Marina Carr is a brutally honest, feminist playwright. Last night’s performance of The Mai at the Crane Theater by Out of the Mist Celtic Theatre was intimate, uncomfortable and thought provoking.

The story is about generations of women in the West of Ireland. It’s about mothers and daughters. It’s about gender expectations – internal, external, learned and familial. The action hangs on three main characters: Grandma Fraochlan (Alisa Pritchett), The Mai (Catherine Hansen) and Millie (Charleigh Wolf). The action of impetus is the return of The Mai’s estranged husband, Robert (Leon Markhasin). Robert is the only male character standing on the stage but the male figures in all of the characters’ lives cast a palling shadow throughout.

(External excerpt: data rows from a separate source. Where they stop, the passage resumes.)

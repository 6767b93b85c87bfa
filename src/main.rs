// ABOUTME: Demo driver wiring the log-pane view-model to a tracing-backed sink

use std::path::PathBuf;
use std::sync::Arc;
use std::time::Duration;

use anyhow::Result;
use clap::Parser;
use tracing::info;

use logpane::app::LogPaneViewModel;
use logpane::config::Config;
use logpane::logging::TracingSink;

#[derive(Debug, Parser)]
#[command(name = "logpane", about = "Observable log-pane view-model demo")]
struct Cli {
    /// Path to a TOML config file; defaults to the user config directory
    #[arg(long)]
    config: Option<PathBuf>,

    /// Override the notification hide interval in seconds
    #[arg(long)]
    hide_secs: Option<u64>,
}

#[tokio::main]
async fn main() -> Result<()> {
    setup_logging();

    let cli = Cli::parse();
    let config = match &cli.config {
        Some(path) => Config::load(path)?,
        None => Config::load_default()?,
    };
    let hide_delay = cli
        .hide_secs
        .map(Duration::from_secs)
        .unwrap_or_else(|| config.hide_delay());

    let view_model = LogPaneViewModel::with_hide_delay(Arc::new(TracingSink), hide_delay);
    view_model.subscribe(|property| info!(property = %property, "property changed"));

    view_model.update_log_details("session started");
    view_model.update_log_details("settings saved to disk");
    view_model.show_notification("Settings saved");

    info!(
        visible = view_model.notification_visible(),
        message = %view_model.notification_message(),
        "notification shown"
    );

    tokio::time::sleep(hide_delay + Duration::from_millis(100)).await;

    info!(
        visible = view_model.notification_visible(),
        "notification auto-hidden"
    );
    info!(log = %view_model.log_details(), "accumulated log");

    Ok(())
}

fn setup_logging() {
    use tracing_subscriber::prelude::*;

    tracing_subscriber::registry()
        .with(tracing_subscriber::fmt::layer().with_target(false))
        .with(
            tracing_subscriber::EnvFilter::try_from_default_env()
                .unwrap_or_else(|_| "logpane=info".into()),
        )
        .init();
}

The tension is in the relationships. We see love and jealousy. They try to lift each other up but there’s also a drive to bring each other down; how that drive manifests is rooted on their relationships to the men in their life. The Mai puts the once-estranged husband first. Grandma Fraochlan puts the memory of her dead husband first and admits that she’d sooner have him there than her children. Millie, we learn through a future shadowing, has a son with an absent father. The other oddity is that each woman seems to ascertain their own value in part based on the daughter’s relationship with men too. It’s a difficult conundrum. The women learn desperation early on because their mothers put them second. They also are given an elusive hope in the form of romantic lore about the men in their mother’s lives. That false hope leads them to cling to desperation.

The theater seats 30-40 people. The performers and the audience take up the same space and the action in the space is often more intimate than the space. Millie as narrator seems to be the trusted source. Wolf plays the role with a subtlety that makes all the action seem more real and offers a balancing point of view. Pritchett’s Grand Fraochlan is a character than you want to sympathize with but never want to know. And Hansen plays The Mai in a way that might remind you that girlfriend who deserves better and doesn’t see it.

The play offers no redemption nor answers. In an era where there seems to be an agenda to all art, it is refreshing and frightening to see something that merely holds up the mirror and leave the judging to the audience.